Data Science Institute

Loukas Gouskos

Assistant Professor of Physics

Biography

Professor Gouskos joined the Physics Department at Brown University in 2023, after holding the position of Experimental Physics Research Staff at the European Organization for Nuclear Research (CERN).

Professor Gouskos is an experimental particle physicist specializing in the study of the Higgs boson and the search for physics beyond the Standard Model. At the Large Hadron Collider (LHC), where scientists have to handle enormous volumes of data--far exceeding the quantity processed by global tech companies like Amazon--he has been at the forefront of developing and applying cutting-edge Artificial Intelligence (AI) and Deep Learning (DL) techniques since the early days of LHC operations. His contributions span multiple areas within high-energy physics, leveraging these advanced algorithms to tackle the extreme complexity of the data produced by particle collisions. In addition to his work in physics analysis and AI/DL, Gouskos is heavily involved in the research and development of detector upgrades and the design of future experiments, including the Future Circular Collider (FCC).

How does your research, teaching, or other work relate to data or computational science?

My research interests lie in experimental particle physics, particularly at the Large Hadron Collider (LHC) at CERN, where I am actively involved in flagship data analysis projects such as those focusing on the study of the Higgs boson and the search for Dark Matter. Given the vast volume and complexity of data generated in these experiments, I was one of the first to introduce deep learning techniques to this domain. Since then, I have been at the forefront of developing cutting-edge AI and deep learning methodologies that are crucial for significantly extending the physics outcomes from the LHC data. These concepts have been widely adopted within the particle physics community, underscoring the transformative role of data science in advancing our understanding of fundamental physics.

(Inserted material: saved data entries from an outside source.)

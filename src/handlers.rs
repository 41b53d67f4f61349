use crate::errors::AppError;
use crate::export::{expenses_csv, export_file_name};
use crate::models::{
    ConfirmQuery, Expense, ExpenseInput, Income, IncomeInput, Link, LinkInput, LoginRequest,
    SessionUser, SignupRequest, StatsResponse, ThemeResponse, Transaction, WeatherQuery,
};
use crate::state::AppState;
use crate::storage;
use crate::ui::{LOGIN_HTML, render_index};
use crate::weather::{POPULAR_CITIES, WeatherReport, default_city};
use axum::{
    Json,
    extract::{Path, Query, State},
    http::{StatusCode, header},
    response::{Html, IntoResponse, Redirect, Response},
};
use chrono::Local;
use uuid::Uuid;

pub async fn index(State(state): State<AppState>) -> Html<String> {
    let user = state.users.lock().await.current_user().cloned();
    let stats = state.ledger.lock().await.stats();
    let theme = *state.theme.lock().await;
    let name = user.map(|user| user.name).unwrap_or_default();
    Html(render_index(&name, &stats, theme))
}

pub async fn login_page(State(state): State<AppState>) -> Response {
    if state.users.lock().await.current_user().is_some() {
        return Redirect::to("/").into_response();
    }
    Html(LOGIN_HTML).into_response()
}

pub async fn signup(
    State(state): State<AppState>,
    Json(payload): Json<SignupRequest>,
) -> Result<(StatusCode, Json<SessionUser>), AppError> {
    let session = state.users.lock().await.signup(payload).await?;
    Ok((StatusCode::CREATED, Json(session)))
}

pub async fn login(
    State(state): State<AppState>,
    Json(payload): Json<LoginRequest>,
) -> Result<Json<SessionUser>, AppError> {
    let session = state.users.lock().await.login(payload).await?;
    Ok(Json(session))
}

pub async fn logout(State(state): State<AppState>) -> Result<StatusCode, AppError> {
    state.users.lock().await.logout().await?;
    Ok(StatusCode::NO_CONTENT)
}

pub async fn me(State(state): State<AppState>) -> Result<Json<SessionUser>, AppError> {
    let users = state.users.lock().await;
    let user = users
        .current_user()
        .cloned()
        .ok_or_else(|| AppError::unauthorized("not logged in"))?;
    Ok(Json(user))
}

pub async fn list_links(State(state): State<AppState>) -> Json<Vec<Link>> {
    Json(state.ledger.lock().await.sorted_links())
}

pub async fn add_link(
    State(state): State<AppState>,
    Json(payload): Json<LinkInput>,
) -> Result<(StatusCode, Json<Link>), AppError> {
    let link = state.ledger.lock().await.add_link(payload).await?;
    Ok((StatusCode::CREATED, Json(link)))
}

pub async fn toggle_pin(
    State(state): State<AppState>,
    Path(id): Path<Uuid>,
) -> Result<Json<Link>, AppError> {
    let link = state.ledger.lock().await.toggle_pin(id).await?;
    Ok(Json(link))
}

pub async fn delete_link(
    State(state): State<AppState>,
    Path(id): Path<Uuid>,
    Query(query): Query<ConfirmQuery>,
) -> Result<Json<Link>, AppError> {
    require_confirmation(&query)?;
    let link = state.ledger.lock().await.delete_link(id).await?;
    Ok(Json(link))
}

pub async fn reset_links(
    State(state): State<AppState>,
    Query(query): Query<ConfirmQuery>,
) -> Result<StatusCode, AppError> {
    require_confirmation(&query)?;
    state.ledger.lock().await.reset_links().await?;
    Ok(StatusCode::NO_CONTENT)
}

pub async fn list_expenses(State(state): State<AppState>) -> Json<Vec<Expense>> {
    Json(state.ledger.lock().await.sorted_expenses())
}

pub async fn add_expense(
    State(state): State<AppState>,
    Json(payload): Json<ExpenseInput>,
) -> Result<(StatusCode, Json<Expense>), AppError> {
    let expense = state.ledger.lock().await.add_expense(payload).await?;
    Ok((StatusCode::CREATED, Json(expense)))
}

pub async fn edit_expense(
    State(state): State<AppState>,
    Path(id): Path<Uuid>,
    Json(payload): Json<ExpenseInput>,
) -> Result<Json<Expense>, AppError> {
    let expense = state.ledger.lock().await.edit_expense(id, payload).await?;
    Ok(Json(expense))
}

pub async fn delete_expense(
    State(state): State<AppState>,
    Path(id): Path<Uuid>,
    Query(query): Query<ConfirmQuery>,
) -> Result<Json<Expense>, AppError> {
    require_confirmation(&query)?;
    let expense = state.ledger.lock().await.delete_expense(id).await?;
    Ok(Json(expense))
}

pub async fn reset_expenses(
    State(state): State<AppState>,
    Query(query): Query<ConfirmQuery>,
) -> Result<StatusCode, AppError> {
    require_confirmation(&query)?;
    state.ledger.lock().await.reset_expenses().await?;
    Ok(StatusCode::NO_CONTENT)
}

pub async fn export_expenses(State(state): State<AppState>) -> Result<impl IntoResponse, AppError> {
    let csv = expenses_csv(state.ledger.lock().await.expenses())?;
    let disposition = format!(
        "attachment; filename=\"{}\"",
        export_file_name(Local::now().date_naive())
    );
    Ok((
        [
            (header::CONTENT_TYPE, "text/csv; charset=utf-8".to_string()),
            (header::CONTENT_DISPOSITION, disposition),
        ],
        csv,
    ))
}

pub async fn list_incomes(State(state): State<AppState>) -> Json<Vec<Income>> {
    Json(state.ledger.lock().await.sorted_incomes())
}

pub async fn add_income(
    State(state): State<AppState>,
    Json(payload): Json<IncomeInput>,
) -> Result<(StatusCode, Json<Income>), AppError> {
    let income = state.ledger.lock().await.add_income(payload).await?;
    Ok((StatusCode::CREATED, Json(income)))
}

pub async fn edit_income(
    State(state): State<AppState>,
    Path(id): Path<Uuid>,
    Json(payload): Json<IncomeInput>,
) -> Result<Json<Income>, AppError> {
    let income = state.ledger.lock().await.edit_income(id, payload).await?;
    Ok(Json(income))
}

pub async fn delete_income(
    State(state): State<AppState>,
    Path(id): Path<Uuid>,
    Query(query): Query<ConfirmQuery>,
) -> Result<Json<Income>, AppError> {
    require_confirmation(&query)?;
    let income = state.ledger.lock().await.delete_income(id).await?;
    Ok(Json(income))
}

pub async fn reset_incomes(
    State(state): State<AppState>,
    Query(query): Query<ConfirmQuery>,
) -> Result<StatusCode, AppError> {
    require_confirmation(&query)?;
    state.ledger.lock().await.reset_incomes().await?;
    Ok(StatusCode::NO_CONTENT)
}

pub async fn transactions(State(state): State<AppState>) -> Json<Vec<Transaction>> {
    Json(state.ledger.lock().await.transactions())
}

pub async fn get_stats(State(state): State<AppState>) -> Json<StatsResponse> {
    Json(state.ledger.lock().await.stats())
}

pub async fn weather(
    State(state): State<AppState>,
    Query(query): Query<WeatherQuery>,
) -> Result<Json<WeatherReport>, AppError> {
    let city = query.city.unwrap_or_else(|| default_city().to_string());
    let report = state.weather.current(&city).await?;
    Ok(Json(report))
}

pub async fn weather_cities() -> Json<Vec<&'static str>> {
    Json(POPULAR_CITIES.to_vec())
}

pub async fn get_theme(State(state): State<AppState>) -> Json<ThemeResponse> {
    let theme = *state.theme.lock().await;
    Json(ThemeResponse { theme })
}

pub async fn toggle_theme(State(state): State<AppState>) -> Result<Json<ThemeResponse>, AppError> {
    let mut theme = state.theme.lock().await;
    let next = theme.toggled();
    state.store.write_value(storage::THEME, &next).await?;
    *theme = next;
    Ok(Json(ThemeResponse { theme: next }))
}

fn require_confirmation(query: &ConfirmQuery) -> Result<(), AppError> {
    if query.confirm {
        Ok(())
    } else {
        Err(AppError::bad_request("confirmation required: repeat with confirm=true"))
    }
}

From 2019 to 2020, I co-coordinated the LHC inter-Experiment Machine Learning group. This group aims to unify the efforts of scientists across different LHC experiments at CERN (each experiment consists by more than 2000 scientists), facilitating the organization of machine learning initiatives, exchanging ideas, and fostering common solutions. This role serves as one example of my commitment to interdisciplinary collaboration and advancing the field through collective expertise.

Since I joined Brown, I continued playing a critical role in this area and have extended my efforts in teaching AI. Last spring, which was my first course at Brown, I designed, introduced, and taught the graduate-level course "AI in Physics", which explores various applications of AI across different domains of physics. In the upcoming Fall semester, I will be developing and introducing an upper-level undergraduate/graduate course on computational physics and data analysis, further emphasizing the integration of data science in the curriculum.

My deep interest in AI and data science extends beyond particle physics, as I am eager to explore and contribute to data-driven research and education across diverse domains.